The Right Tool for ̶t̶h̶e̶ Any Job

I'm sure we've all heard the "Hire a lazy person to do a job" Bill Gates quote a million times. But what does that actually mean? In the weeks leading up to and after my last post on my Daylio data, I've been thinking a lot about tools.

And this is far less about what hardware you're using when you sit down to knock something out. Nor is it a stance on the Python vs R vs whatever else debate.
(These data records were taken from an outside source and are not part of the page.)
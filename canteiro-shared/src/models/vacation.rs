//! Vacation requests
//!
//! ```text
//! requested ──approve──▶ approved ──cancel──▶ cancelled
//!     │ └──reject──▶ rejected
//!     └──cancel──▶ cancelled
//! ```
//!
//! A vacation spans at most [`MAX_VACATION_DAYS`] calendar days and may not overlap an
//! approved vacation of the same employee. Overlap is checked at request time and again,
//! under a row lock, at approval.

use chrono::{DateTime, NaiveDate, Utc};
use serde::{Deserialize, Serialize};
use sqlx::{PgConnection, PgPool, Postgres, QueryBuilder};
use std::borrow::Cow;
use uuid::Uuid;
use validator::{Validate, ValidationError};

use super::{Page, PageRequest};

/// Longest single vacation period, inclusive of both ends
pub const MAX_VACATION_DAYS: i64 = 30;

#[derive(Debug, Clone, Copy, PartialEq, Eq, Default, Serialize, Deserialize, sqlx::Type)]
#[sqlx(type_name = "vacation_status", rename_all = "snake_case")]
#[serde(rename_all = "snake_case")]
pub enum VacationStatus {
    #[default]
    Requested,
    Approved,
    Rejected,
    Cancelled,
}

impl VacationStatus {
    /// Whether a request in this status may move to `to`
    pub fn can_transition(&self, to: VacationStatus) -> bool {
        use VacationStatus::*;
        matches!(
            (self, to),
            (Requested, Approved) | (Requested, Rejected) | (Requested, Cancelled) | (Approved, Cancelled)
        )
    }

    pub fn as_str(&self) -> &'static str {
        match self {
            VacationStatus::Requested => "requested",
            VacationStatus::Approved => "approved",
            VacationStatus::Rejected => "rejected",
            VacationStatus::Cancelled => "cancelled",
        }
    }
}

/// Number of calendar days covered, both ends included
pub fn vacation_days(start: NaiveDate, end: NaiveDate) -> i64 {
    (end - start).num_days() + 1
}

#[derive(Debug, Clone, Serialize, Deserialize, sqlx::FromRow)]
pub struct Vacation {
    pub id: Uuid,
    pub company_id: Uuid,
    pub employee_id: Uuid,
    pub start_date: NaiveDate,
    pub end_date: NaiveDate,
    pub status: VacationStatus,
    pub notes: Option<String>,
    pub decided_by: Option<Uuid>,
    pub decided_at: Option<DateTime<Utc>>,
    pub created_at: DateTime<Utc>,
    pub updated_at: DateTime<Utc>,
}

#[derive(Debug, Clone, Deserialize, Validate)]
#[validate(schema(function = "check_period"))]
pub struct CreateVacation {
    pub employee_id: Uuid,
    pub start_date: NaiveDate,
    pub end_date: NaiveDate,
    #[validate(length(max = 2000))]
    pub notes: Option<String>,
}

fn check_period(data: &CreateVacation) -> Result<(), ValidationError> {
    let message = if data.end_date < data.start_date {
        "End date must not be before start date"
    } else if vacation_days(data.start_date, data.end_date) > MAX_VACATION_DAYS {
        "A vacation period may not exceed 30 days"
    } else {
        return Ok(());
    };

    let mut err = ValidationError::new("end_date");
    err.message = Some(Cow::Borrowed(message));
    Err(err)
}

/// Notes may be edited while a request is pending
#[derive(Debug, Clone, Default, Deserialize, Validate)]
pub struct UpdateVacation {
    #[validate(length(max = 2000))]
    pub notes: Option<String>,
}

#[derive(Debug, Clone, Default, Deserialize)]
pub struct VacationFilter {
    pub employee_id: Option<Uuid>,
    pub status: Option<VacationStatus>,
    /// Only vacations that include or follow this date
    pub from: Option<NaiveDate>,
}

/// Result of a create or status change
#[derive(Debug)]
pub enum VacationOutcome {
    Saved(Vacation),
    NotFound,
    /// Employee not in the company
    UnknownEmployee,
    InvalidTransition { from: VacationStatus, to: VacationStatus },
    /// Overlaps an approved vacation of the same employee
    Overlap,
}

const COLUMNS: &str = "id, company_id, employee_id, start_date, end_date, status, notes, \
                       decided_by, decided_at, created_at, updated_at";

fn push_filters(qb: &mut QueryBuilder<'_, Postgres>, company_id: Uuid, filter: &VacationFilter, page: &PageRequest) {
    qb.push(" WHERE company_id = ").push_bind(company_id);

    if let Some(employee_id) = filter.employee_id {
        qb.push(" AND employee_id = ").push_bind(employee_id);
    }
    if let Some(status) = filter.status {
        qb.push(" AND status = ").push_bind(status);
    }
    if let Some(from) = filter.from {
        qb.push(" AND end_date >= ").push_bind(from);
    }
    if let Some(pattern) = &page.search {
        qb.push(" AND notes ILIKE ").push_bind(pattern.clone());
    }
}

/// True when an approved vacation of the employee intersects the period
async fn overlaps_approved(
    conn: &mut PgConnection,
    employee_id: Uuid,
    start: NaiveDate,
    end: NaiveDate,
    exclude: Option<Uuid>,
) -> Result<bool, sqlx::Error> {
    let overlaps: bool = sqlx::query_scalar(
        r#"
        SELECT EXISTS (
            SELECT 1 FROM vacations
            WHERE employee_id = $1
              AND status = 'approved'
              AND start_date <= $3
              AND end_date >= $2
              AND ($4::uuid IS NULL OR id <> $4)
        )
        "#,
    )
    .bind(employee_id)
    .bind(start)
    .bind(end)
    .bind(exclude)
    .fetch_one(&mut *conn)
    .await?;

    Ok(overlaps)
}

impl Vacation {
    pub const SORTABLE: &'static [&'static str] = &["start_date", "end_date", "status", "created_at"];

    /// Files a vacation request
    pub async fn create(pool: &PgPool, company_id: Uuid, data: CreateVacation) -> Result<VacationOutcome, sqlx::Error> {
        let mut tx = pool.begin().await?;

        // Serializes requests and approvals for the same employee
        let exists: Option<Uuid> = sqlx::query_scalar(
            "SELECT id FROM employees WHERE company_id = $1 AND id = $2 FOR UPDATE",
        )
        .bind(company_id)
        .bind(data.employee_id)
        .fetch_optional(&mut *tx)
        .await?;
        if exists.is_none() {
            return Ok(VacationOutcome::UnknownEmployee);
        }

        if overlaps_approved(&mut tx, data.employee_id, data.start_date, data.end_date, None).await? {
            return Ok(VacationOutcome::Overlap);
        }

        let vacation = sqlx::query_as::<_, Vacation>(&format!(
            r#"
            INSERT INTO vacations (company_id, employee_id, start_date, end_date, notes)
            VALUES ($1, $2, $3, $4, $5)
            RETURNING {}
            "#,
            COLUMNS
        ))
        .bind(company_id)
        .bind(data.employee_id)
        .bind(data.start_date)
        .bind(data.end_date)
        .bind(data.notes)
        .fetch_one(&mut *tx)
        .await?;

        tx.commit().await?;

        Ok(VacationOutcome::Saved(vacation))
    }

    pub async fn find_by_id(pool: &PgPool, company_id: Uuid, id: Uuid) -> Result<Option<Self>, sqlx::Error> {
        let vacation = sqlx::query_as::<_, Vacation>(&format!(
            "SELECT {} FROM vacations WHERE company_id = $1 AND id = $2",
            COLUMNS
        ))
        .bind(company_id)
        .bind(id)
        .fetch_optional(pool)
        .await?;

        Ok(vacation)
    }

    pub async fn list(
        pool: &PgPool,
        company_id: Uuid,
        filter: &VacationFilter,
        page: &PageRequest,
    ) -> Result<Page<Self>, sqlx::Error> {
        let mut count = QueryBuilder::new("SELECT COUNT(*) FROM vacations");
        push_filters(&mut count, company_id, filter, page);
        let total: i64 = count.build_query_scalar::<i64>().fetch_one(pool).await?;

        let mut query = QueryBuilder::new(format!("SELECT {} FROM vacations", COLUMNS));
        push_filters(&mut query, company_id, filter, page);
        page.push_tail(&mut query);
        let items = query.build_query_as::<Vacation>().fetch_all(pool).await?;

        Ok(Page::new(items, total, page))
    }

    /// Updates notes on a pending request
    pub async fn update_notes(
        pool: &PgPool,
        company_id: Uuid,
        id: Uuid,
        data: UpdateVacation,
    ) -> Result<Option<Self>, sqlx::Error> {
        let vacation = sqlx::query_as::<_, Vacation>(&format!(
            r#"
            UPDATE vacations SET notes = $3, updated_at = NOW()
            WHERE company_id = $1 AND id = $2 AND status = 'requested'
            RETURNING {}
            "#,
            COLUMNS
        ))
        .bind(company_id)
        .bind(id)
        .bind(data.notes)
        .fetch_optional(pool)
        .await?;

        Ok(vacation)
    }

    /// Moves a request to a new status, recording who decided
    pub async fn transition(
        pool: &PgPool,
        company_id: Uuid,
        id: Uuid,
        to: VacationStatus,
        decided_by: Uuid,
    ) -> Result<VacationOutcome, sqlx::Error> {
        let mut tx = pool.begin().await?;

        let current = sqlx::query_as::<_, Vacation>(&format!(
            "SELECT {} FROM vacations WHERE company_id = $1 AND id = $2 FOR UPDATE",
            COLUMNS
        ))
        .bind(company_id)
        .bind(id)
        .fetch_optional(&mut *tx)
        .await?;

        let Some(current) = current else {
            return Ok(VacationOutcome::NotFound);
        };

        if !current.status.can_transition(to) {
            return Ok(VacationOutcome::InvalidTransition { from: current.status, to });
        }

        if to == VacationStatus::Approved {
            sqlx::query("SELECT id FROM employees WHERE id = $1 FOR UPDATE")
                .bind(current.employee_id)
                .execute(&mut *tx)
                .await?;

            let overlap = overlaps_approved(
                &mut tx,
                current.employee_id,
                current.start_date,
                current.end_date,
                Some(current.id),
            )
            .await?;
            if overlap {
                return Ok(VacationOutcome::Overlap);
            }
        }

        let vacation = sqlx::query_as::<_, Vacation>(&format!(
            r#"
            UPDATE vacations
            SET status = $3, decided_by = $4, decided_at = NOW(), updated_at = NOW()
            WHERE id = $1 AND company_id = $2
            RETURNING {}
            "#,
            COLUMNS
        ))
        .bind(id)
        .bind(company_id)
        .bind(to)
        .bind(decided_by)
        .fetch_one(&mut *tx)
        .await?;

        tx.commit().await?;

        Ok(VacationOutcome::Saved(vacation))
    }

    pub async fn delete(pool: &PgPool, company_id: Uuid, id: Uuid) -> Result<bool, sqlx::Error> {
        let result = sqlx::query("DELETE FROM vacations WHERE company_id = $1 AND id = $2")
            .bind(company_id)
            .bind(id)
            .execute(pool)
            .await?;

        Ok(result.rows_affected() > 0)
    }
}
Instead, I want to talk a bit about the way I consider tooling as an analyst, and how that's changed over the past couple of years.

Gotta Go Fast

For starters, I should note that this video speaks to me on a very visceral level.

How often do you take the time to learn hotkeys in whatever software you use?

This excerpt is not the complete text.